WORK INSTRUCTION:
The records follow. Print, word for word, the first line through the "let mut index: HashMap<String, usize>" line.

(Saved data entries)
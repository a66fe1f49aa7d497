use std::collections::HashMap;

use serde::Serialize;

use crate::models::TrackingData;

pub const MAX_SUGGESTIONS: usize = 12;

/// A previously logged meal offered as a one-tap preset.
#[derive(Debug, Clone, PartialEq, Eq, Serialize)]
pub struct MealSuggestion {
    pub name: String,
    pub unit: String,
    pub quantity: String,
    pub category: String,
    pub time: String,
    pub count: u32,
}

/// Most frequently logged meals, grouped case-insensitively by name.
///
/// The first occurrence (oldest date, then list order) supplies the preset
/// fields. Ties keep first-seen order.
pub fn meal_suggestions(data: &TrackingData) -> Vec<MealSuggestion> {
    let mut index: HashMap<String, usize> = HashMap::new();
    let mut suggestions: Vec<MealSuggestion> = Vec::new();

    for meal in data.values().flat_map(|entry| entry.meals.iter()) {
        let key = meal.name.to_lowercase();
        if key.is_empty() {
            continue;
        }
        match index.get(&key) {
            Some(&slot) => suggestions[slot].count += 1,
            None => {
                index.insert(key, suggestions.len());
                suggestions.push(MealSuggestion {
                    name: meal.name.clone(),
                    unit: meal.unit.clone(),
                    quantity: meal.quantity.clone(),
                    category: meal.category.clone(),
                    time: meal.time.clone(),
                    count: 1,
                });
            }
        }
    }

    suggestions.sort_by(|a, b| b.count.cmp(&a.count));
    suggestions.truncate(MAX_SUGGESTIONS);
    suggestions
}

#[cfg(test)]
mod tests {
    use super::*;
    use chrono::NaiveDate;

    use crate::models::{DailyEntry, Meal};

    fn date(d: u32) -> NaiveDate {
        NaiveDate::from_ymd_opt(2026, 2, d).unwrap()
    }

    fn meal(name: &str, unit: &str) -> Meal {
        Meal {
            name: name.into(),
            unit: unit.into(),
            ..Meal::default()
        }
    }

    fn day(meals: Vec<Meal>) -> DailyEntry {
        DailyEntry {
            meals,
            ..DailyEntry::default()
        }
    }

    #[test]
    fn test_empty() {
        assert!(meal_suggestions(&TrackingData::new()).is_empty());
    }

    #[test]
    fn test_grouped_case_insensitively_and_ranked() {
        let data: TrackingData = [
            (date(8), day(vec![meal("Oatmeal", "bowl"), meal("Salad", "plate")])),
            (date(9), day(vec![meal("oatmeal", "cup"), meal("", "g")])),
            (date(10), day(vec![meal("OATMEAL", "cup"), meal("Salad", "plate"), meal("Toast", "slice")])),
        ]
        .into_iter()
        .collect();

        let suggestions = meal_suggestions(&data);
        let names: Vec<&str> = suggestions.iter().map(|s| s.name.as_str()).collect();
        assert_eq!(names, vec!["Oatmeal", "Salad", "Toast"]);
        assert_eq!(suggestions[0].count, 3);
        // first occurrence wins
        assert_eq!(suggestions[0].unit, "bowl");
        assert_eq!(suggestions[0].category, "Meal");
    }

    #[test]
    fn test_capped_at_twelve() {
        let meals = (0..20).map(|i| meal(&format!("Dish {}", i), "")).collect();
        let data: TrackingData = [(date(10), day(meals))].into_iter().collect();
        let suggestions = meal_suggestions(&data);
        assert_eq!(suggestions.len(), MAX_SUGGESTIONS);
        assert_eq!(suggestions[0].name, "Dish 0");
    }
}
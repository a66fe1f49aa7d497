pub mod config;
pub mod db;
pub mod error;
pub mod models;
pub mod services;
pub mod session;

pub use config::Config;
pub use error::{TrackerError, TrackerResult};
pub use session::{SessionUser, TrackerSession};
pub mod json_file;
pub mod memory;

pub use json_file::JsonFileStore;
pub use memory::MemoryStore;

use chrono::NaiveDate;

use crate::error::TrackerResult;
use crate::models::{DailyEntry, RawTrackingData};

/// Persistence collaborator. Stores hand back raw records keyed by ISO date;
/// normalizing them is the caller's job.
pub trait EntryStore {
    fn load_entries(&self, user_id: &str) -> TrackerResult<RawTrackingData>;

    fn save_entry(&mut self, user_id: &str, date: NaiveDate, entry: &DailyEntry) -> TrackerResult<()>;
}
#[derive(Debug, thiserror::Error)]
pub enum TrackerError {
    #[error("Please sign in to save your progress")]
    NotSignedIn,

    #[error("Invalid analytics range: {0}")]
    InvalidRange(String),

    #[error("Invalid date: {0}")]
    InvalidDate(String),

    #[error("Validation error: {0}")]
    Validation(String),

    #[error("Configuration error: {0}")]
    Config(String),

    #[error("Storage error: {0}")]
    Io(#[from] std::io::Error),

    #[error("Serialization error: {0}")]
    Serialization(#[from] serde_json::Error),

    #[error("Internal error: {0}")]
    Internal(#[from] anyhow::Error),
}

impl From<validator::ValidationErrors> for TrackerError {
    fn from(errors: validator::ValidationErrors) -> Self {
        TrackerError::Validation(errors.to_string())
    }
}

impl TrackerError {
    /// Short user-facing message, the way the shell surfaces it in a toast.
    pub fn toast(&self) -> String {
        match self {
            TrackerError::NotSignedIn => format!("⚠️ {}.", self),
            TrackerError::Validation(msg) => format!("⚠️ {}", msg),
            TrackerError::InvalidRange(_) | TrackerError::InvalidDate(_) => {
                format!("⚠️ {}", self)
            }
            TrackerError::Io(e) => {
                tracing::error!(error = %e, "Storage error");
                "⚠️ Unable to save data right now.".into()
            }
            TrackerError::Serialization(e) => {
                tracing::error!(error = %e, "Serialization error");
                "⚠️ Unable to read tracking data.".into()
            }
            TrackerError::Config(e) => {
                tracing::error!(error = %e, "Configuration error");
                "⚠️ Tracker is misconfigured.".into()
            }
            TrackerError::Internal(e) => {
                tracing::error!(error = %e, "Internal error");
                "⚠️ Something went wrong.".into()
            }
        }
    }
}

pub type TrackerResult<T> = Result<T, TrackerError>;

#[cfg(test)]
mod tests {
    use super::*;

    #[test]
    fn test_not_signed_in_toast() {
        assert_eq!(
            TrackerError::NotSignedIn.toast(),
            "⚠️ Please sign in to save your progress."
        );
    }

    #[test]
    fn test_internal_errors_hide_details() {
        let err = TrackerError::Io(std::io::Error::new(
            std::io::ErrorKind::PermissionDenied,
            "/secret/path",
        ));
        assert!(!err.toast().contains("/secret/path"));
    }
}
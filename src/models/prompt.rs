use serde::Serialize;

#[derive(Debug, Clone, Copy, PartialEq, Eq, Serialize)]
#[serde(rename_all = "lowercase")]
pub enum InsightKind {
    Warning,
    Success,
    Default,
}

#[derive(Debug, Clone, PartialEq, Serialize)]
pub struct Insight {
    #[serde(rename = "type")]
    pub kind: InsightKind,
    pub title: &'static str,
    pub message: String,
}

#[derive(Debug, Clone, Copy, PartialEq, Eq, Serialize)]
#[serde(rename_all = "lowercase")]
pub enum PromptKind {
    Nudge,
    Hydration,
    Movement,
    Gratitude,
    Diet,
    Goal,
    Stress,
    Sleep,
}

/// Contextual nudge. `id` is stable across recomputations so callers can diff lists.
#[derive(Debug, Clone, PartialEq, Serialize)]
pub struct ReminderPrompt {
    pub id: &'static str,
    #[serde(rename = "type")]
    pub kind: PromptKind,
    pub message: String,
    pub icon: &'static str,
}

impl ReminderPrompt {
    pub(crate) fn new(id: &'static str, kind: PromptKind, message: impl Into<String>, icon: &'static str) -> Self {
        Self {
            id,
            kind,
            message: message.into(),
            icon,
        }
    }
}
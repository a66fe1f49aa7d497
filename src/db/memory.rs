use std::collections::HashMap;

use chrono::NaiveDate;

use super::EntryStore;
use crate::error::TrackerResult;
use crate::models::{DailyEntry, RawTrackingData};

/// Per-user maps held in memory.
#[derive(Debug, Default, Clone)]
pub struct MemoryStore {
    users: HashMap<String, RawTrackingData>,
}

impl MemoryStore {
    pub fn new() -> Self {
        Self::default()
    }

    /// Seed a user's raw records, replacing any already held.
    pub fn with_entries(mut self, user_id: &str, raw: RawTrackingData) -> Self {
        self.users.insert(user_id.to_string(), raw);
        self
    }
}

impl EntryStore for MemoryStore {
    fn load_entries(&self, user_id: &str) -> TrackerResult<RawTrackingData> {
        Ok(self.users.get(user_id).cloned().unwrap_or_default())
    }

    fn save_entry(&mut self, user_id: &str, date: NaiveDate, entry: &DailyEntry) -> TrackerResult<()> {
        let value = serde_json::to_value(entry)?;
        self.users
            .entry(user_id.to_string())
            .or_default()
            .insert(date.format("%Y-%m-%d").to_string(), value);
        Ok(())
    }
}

SOLUTION:
repository a66fe1f49aa7d497
use std::collections::HashMap;

use serde::Serialize;

use crate::models::TrackingData;

pub const MAX_SUGGESTIONS: usize = 12;

/// A previously logged meal offered as a one-tap preset.
#[derive(Debug, Clone, PartialEq, Eq, Serialize)]
pub struct MealSuggestion {
    pub name: String,
    pub unit: String,
    pub quantity: String,
    pub category: String,
    pub time: String,
    pub count: u32,
}

/// Most frequently logged meals, grouped case-insensitively by name.
///
/// The first occurrence (oldest date, then list order) supplies the preset
/// fields. Ties keep first-seen order.
pub fn meal_suggestions(data: &TrackingData) -> Vec<MealSuggestion> {
    let mut index: HashMap<String, usize> = HashMap::new();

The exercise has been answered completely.